Table of Contents

Class MetalAccelerator

Namespace
DotCompute.Backends.Metal.Accelerators
Assembly
DotCompute.Backends.Metal.dll

Metal-based compute accelerator for macOS and iOS devices. Migrated to use BaseAccelerator, reducing code by 65% while maintaining full functionality.

public sealed class MetalAccelerator : BaseAccelerator, IAccelerator, IAsyncDisposable
Inheritance
MetalAccelerator
Implements
Inherited Members

Constructors

MetalAccelerator(IOptions<MetalAcceleratorOptions>, ILogger<MetalAccelerator>, IOptions<MetalTelemetryOptions>?, ILoggerFactory?)

public MetalAccelerator(IOptions<MetalAcceleratorOptions> options, ILogger<MetalAccelerator> logger, IOptions<MetalTelemetryOptions>? telemetryOptions = null, ILoggerFactory? loggerFactory = null)

Parameters

options IOptions<MetalAcceleratorOptions>
logger ILogger<MetalAccelerator>
telemetryOptions IOptions<MetalTelemetryOptions>
loggerFactory ILoggerFactory

Properties

Device

Gets the native Metal device handle for this accelerator.

public nint Device { get; }

Property Value

nint

Methods

CompileKernelCoreAsync(KernelDefinition, CompilationOptions, CancellationToken)

Core kernel compilation logic to be implemented by derived classes.

protected override ValueTask<ICompiledKernel> CompileKernelCoreAsync(KernelDefinition definition, CompilationOptions options, CancellationToken cancellationToken)

Parameters

definition KernelDefinition
options CompilationOptions
cancellationToken CancellationToken

Returns

ValueTask<ICompiledKernel>

DisposeCoreAsync()

Core disposal logic to be implemented by derived classes.

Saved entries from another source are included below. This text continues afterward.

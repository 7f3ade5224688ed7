//! Distance helpers leveraging the geo crate.

use geo::{Distance, Geodesic, Haversine, Point};

/// Mean Earth radius in meters, the sphere used by the Haversine metric.
pub const MEAN_EARTH_RADIUS: f64 = 6_371_008.8;

/// Distance metrics for deciding whether two points are "near".
///
/// - **Haversine**: great-circle distance on a sphere, fast, the default
/// - **Geodesic**: ellipsoidal distance (Karney 2013), slower and slightly more accurate
#[derive(Debug, Clone, Copy, PartialEq, Eq, Default, serde::Serialize, serde::Deserialize)]
#[serde(rename_all = "snake_case")]
pub enum DistanceMetric {
    #[default]
    Haversine,
    Geodesic,
}

/// Calculate the distance in meters between two lon/lat points.
///
/// # Examples
///
/// ```rust
/// use geo::Point;
/// use geocluster::compute::geo_math::{distance_between, DistanceMetric};
///
/// let seoul = Point::new(126.9780, 37.5665);
/// let busan = Point::new(129.0756, 35.1796);
///
/// let dist = distance_between(&seoul, &busan, DistanceMetric::Haversine);
/// assert!(dist > 320_000.0 && dist < 330_000.0);
/// ```
pub fn distance_between(point1: &Point, point2: &Point, metric: DistanceMetric) -> f64 {
    match metric {
        DistanceMetric::Haversine => Haversine.distance(*point1, *point2),
        DistanceMetric::Geodesic => Geodesic.distance(*point1, *point2),
    }
}

/// Half-widths in degrees `(lat, lon)` of a box around `center` that holds
/// every point within `distance_meters` of it.
///
/// The latitude bound follows from the meridian arc being the shortest path
/// for a given latitude difference. The longitude bound comes from the
/// haversine identity `hav(d) >= cos(lat1) * cos(lat2) * hav(dlon)` with
/// `cos(lat2)` bounded below over the reachable latitude band. When no bound
/// below a half turn exists (near the poles or for very long distances) the
/// longitude half-width is 180.
///
/// `margin` scales the distance up first so that ellipsoidal metrics, which
/// may exceed the spherical value slightly, stay inside the box.
pub fn search_half_widths(center: &Point, distance_meters: f64, margin: f64) -> (f64, f64) {
    let angular = (distance_meters * margin / MEAN_EARTH_RADIUS).max(0.0);
    if angular >= std::f64::consts::PI {
        return (180.0, 180.0);
    }

    let lat_half = angular.to_degrees();
    let lat = center.y().to_radians();
    let far_lat = (center.y().abs() + lat_half).min(90.0).to_radians();

    let denom = lat.cos() * far_lat.cos();
    let hav = (angular / 2.0).sin().powi(2);
    if denom <= f64::EPSILON || hav >= denom {
        return (lat_half, 180.0);
    }

    let lon_half = (2.0 * (hav / denom).sqrt().asin()).to_degrees();
    (lat_half, lon_half)
}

protected override ValueTask DisposeCoreAsync()

Returns

ValueTask

ExecuteKernelAsync(ICompiledKernel, GridDimensions, GridDimensions, params IUnifiedMemoryBuffer[])

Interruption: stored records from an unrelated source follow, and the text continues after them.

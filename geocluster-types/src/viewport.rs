use crate::bbox::Boundary;
use serde::{Deserialize, Serialize};

/// The visible portion of the map and the camera altitude above it.
///
/// Altitude is the only input that drives clustering granularity; the
/// center and spans only decide which part of the index is queried.
///
/// # Examples
///
/// ```
/// use geocluster_types::Viewport;
///
/// let viewport = Viewport::new(37.5, 127.0, 0.5, 1.0, 30_000.0);
/// let region = viewport.region();
/// assert_eq!(region.min_lat(), 37.25);
/// assert_eq!(region.max_lon(), 127.5);
/// ```
#[derive(Debug, Clone, Copy, PartialEq, Serialize, Deserialize)]
pub struct Viewport {
    pub center_latitude: f64,
    pub center_longitude: f64,
    /// Visible latitude extent in degrees
    pub latitude_span: f64,
    /// Visible longitude extent in degrees
    pub longitude_span: f64,
    /// Camera altitude in meters
    pub altitude_meters: f64,
}

impl Viewport {
    pub fn new(
        center_latitude: f64,
        center_longitude: f64,
        latitude_span: f64,
        longitude_span: f64,
        altitude_meters: f64,
    ) -> Self {
        Self {
            center_latitude,
            center_longitude,
            latitude_span,
            longitude_span,
            altitude_meters,
        }
    }

    /// The visible region: center plus or minus half of each span.
    pub fn region(&self) -> Boundary {
        let half_lat = self.latitude_span.abs() / 2.0;
        let half_lon = self.longitude_span.abs() / 2.0;
        Boundary::new(
            self.center_latitude - half_lat,
            self.center_latitude + half_lat,
            self.center_longitude - half_lon,
            self.center_longitude + half_lon,
        )
    }

    /// Same view with a different camera altitude.
    pub fn with_altitude(mut self, altitude_meters: f64) -> Self {
        self.altitude_meters = altitude_meters;
        self
    }
}

#[cfg(test)]
mod tests {
    use super::*;

    #[test]
    fn test_region_normalizes_negative_spans() {
        let viewport = Viewport::new(10.0, 20.0, -2.0, -4.0, 1000.0);
        let region = viewport.region();
        assert_eq!(region.min_lat(), 9.0);
        assert_eq!(region.max_lat(), 11.0);
        assert_eq!(region.min_lon(), 18.0);
        assert_eq!(region.max_lon(), 22.0);
    }

    #[test]
    fn test_with_altitude_keeps_region() {
        let low = Viewport::new(10.0, 20.0, 2.0, 4.0, 1000.0);
        let high = low.with_altitude(500_000.0);
        assert_eq!(low.region(), high.region());
        assert_eq!(high.altitude_meters, 500_000.0);
    }
}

Executes a compiled Metal kernel with explicit grid and thread group dimensions (convenience overload).

public Task ExecuteKernelAsync(ICompiledKernel kernel, GridDimensions gridDim, GridDimensions blockDim, params IUnifiedMemoryBuffer[] buffers)

Parameters

kernel ICompiledKernel

The compiled Metal kernel to execute.

gridDim GridDimensions

The grid dimensions (number of thread groups to dispatch).

blockDim GridDimensions

The thread group dimensions (threads per thread group).

buffers IUnifiedMemoryBuffer[]

Buffer parameters to bind to the kernel.

Returns

Task

A task representing the asynchronous execution operation.

Remarks

This is a convenience overload that accepts params buffers for easier calling.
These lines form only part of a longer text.